> _RECORD EXCERPTS_:
-=-=-=-=-

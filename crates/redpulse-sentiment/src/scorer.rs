//! The lexicon scoring function.

use redpulse_core::SentimentLabel;

use crate::lexicon::{Lexicon, Polarity};

/// Score applied to positive contributions in a negated segment.
const NEGATED_POSITIVE_SCALE: f64 = 0.5;
/// Score applied to negative contributions in a negated segment.
///
/// Negation dampens rather than flips polarity, and dampens negative terms
/// harder than positive ones (0.3 vs 0.5).
const NEGATED_NEGATIVE_SCALE: f64 = 0.3;

/// Sentence-terminal and listing punctuation used to split text into
/// sentence-like segments.
const SEGMENT_DELIMITERS: &[char] = &['。', '！', '？', '!', '?', '；', ';', '，', ',', '、'];

/// A sentiment score in `[0, 1]` (0 most negative, 1 most positive) with its
/// label band.
#[derive(Debug, Clone, Copy, PartialEq)]
pub struct SentimentScore {
    pub value: f64,
    pub label: SentimentLabel,
}

impl SentimentScore {
    fn neutral() -> Self {
        SentimentScore {
            value: 0.5,
            label: SentimentLabel::Neutral,
        }
    }

    fn from_value(value: f64) -> Self {
        let value = value.clamp(0.0, 1.0);
        SentimentScore {
            value,
            label: SentimentLabel::from_score(value),
        }
    }
}

/// Pure, deterministic lexicon scorer. No I/O, no state beyond the shared
/// read-only lexicon.
#[derive(Debug, Clone, Copy)]
pub struct Scorer {
    lexicon: &'static Lexicon,
}

impl Default for Scorer {
    fn default() -> Self {
        Self::new()
    }
}

impl Scorer {
    /// A scorer over the built-in lexicon.
    #[must_use]
    pub fn new() -> Self {
        Scorer {
            lexicon: Lexicon::builtin(),
        }
    }

    #[must_use]
    pub fn with_lexicon(lexicon: &'static Lexicon) -> Self {
        Scorer { lexicon }
    }

    /// Score a text. Empty or whitespace-only input is neutral (0.5).
    ///
    /// The text is lowercased, trimmed, and split into segments on
    /// sentence-terminal/listing punctuation. Per segment, every lexicon term
    /// contributes `occurrences × weight × intensity` to a positive or
    /// negative accumulator; a negation marker anywhere in the segment scales
    /// positive contributions by 0.5 and negative ones by 0.3. The final
    /// score is `positive / (positive + negative)`, or 0.5 when no term
    /// matched at all.
    #[must_use]
    pub fn score(&self, text: &str) -> SentimentScore {
        let folded = text.to_lowercase();
        let folded = folded.trim();
        if folded.is_empty() {
            return SentimentScore::neutral();
        }

        let mut positive_sum = 0.0_f64;
        let mut negative_sum = 0.0_f64;

        for segment in folded
            .split(SEGMENT_DELIMITERS)
            .map(str::trim)
            .filter(|s| !s.is_empty())
        {
            let negated = self
                .lexicon
                .negation_markers
                .iter()
                .any(|marker| segment.contains(marker));

            let multiplier = self
                .lexicon
                .intensity_tiers
                .iter()
                .find(|tier| tier.markers.iter().any(|m| segment.contains(m)))
                .map_or(1.0, |tier| tier.multiplier);

            for entry in &self.lexicon.entries {
                let occurrences = segment.matches(entry.term).count();
                if occurrences == 0 {
                    continue;
                }
                #[allow(clippy::cast_precision_loss)]
                let contribution = occurrences as f64 * entry.class.weight() * multiplier;
                match entry.polarity {
                    Polarity::Positive => {
                        positive_sum += if negated {
                            contribution * NEGATED_POSITIVE_SCALE
                        } else {
                            contribution
                        };
                    }
                    Polarity::Negative => {
                        negative_sum += if negated {
                            contribution * NEGATED_NEGATIVE_SCALE
                        } else {
                            contribution
                        };
                    }
                }
            }
        }

        let total = positive_sum + negative_sum;
        if total == 0.0 {
            return SentimentScore::neutral();
        }
        SentimentScore::from_value(positive_sum / total)
    }
}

-=-=-=-=-

> _WORK TO BE COMPLETED_:
What lines above contain "applied"? Copy them out.

> _RESPONSE TO THE EXERCISE_:
/// Score applied to positive contributions in a negated segment.
/// Score applied to negative contributions in a negated segment.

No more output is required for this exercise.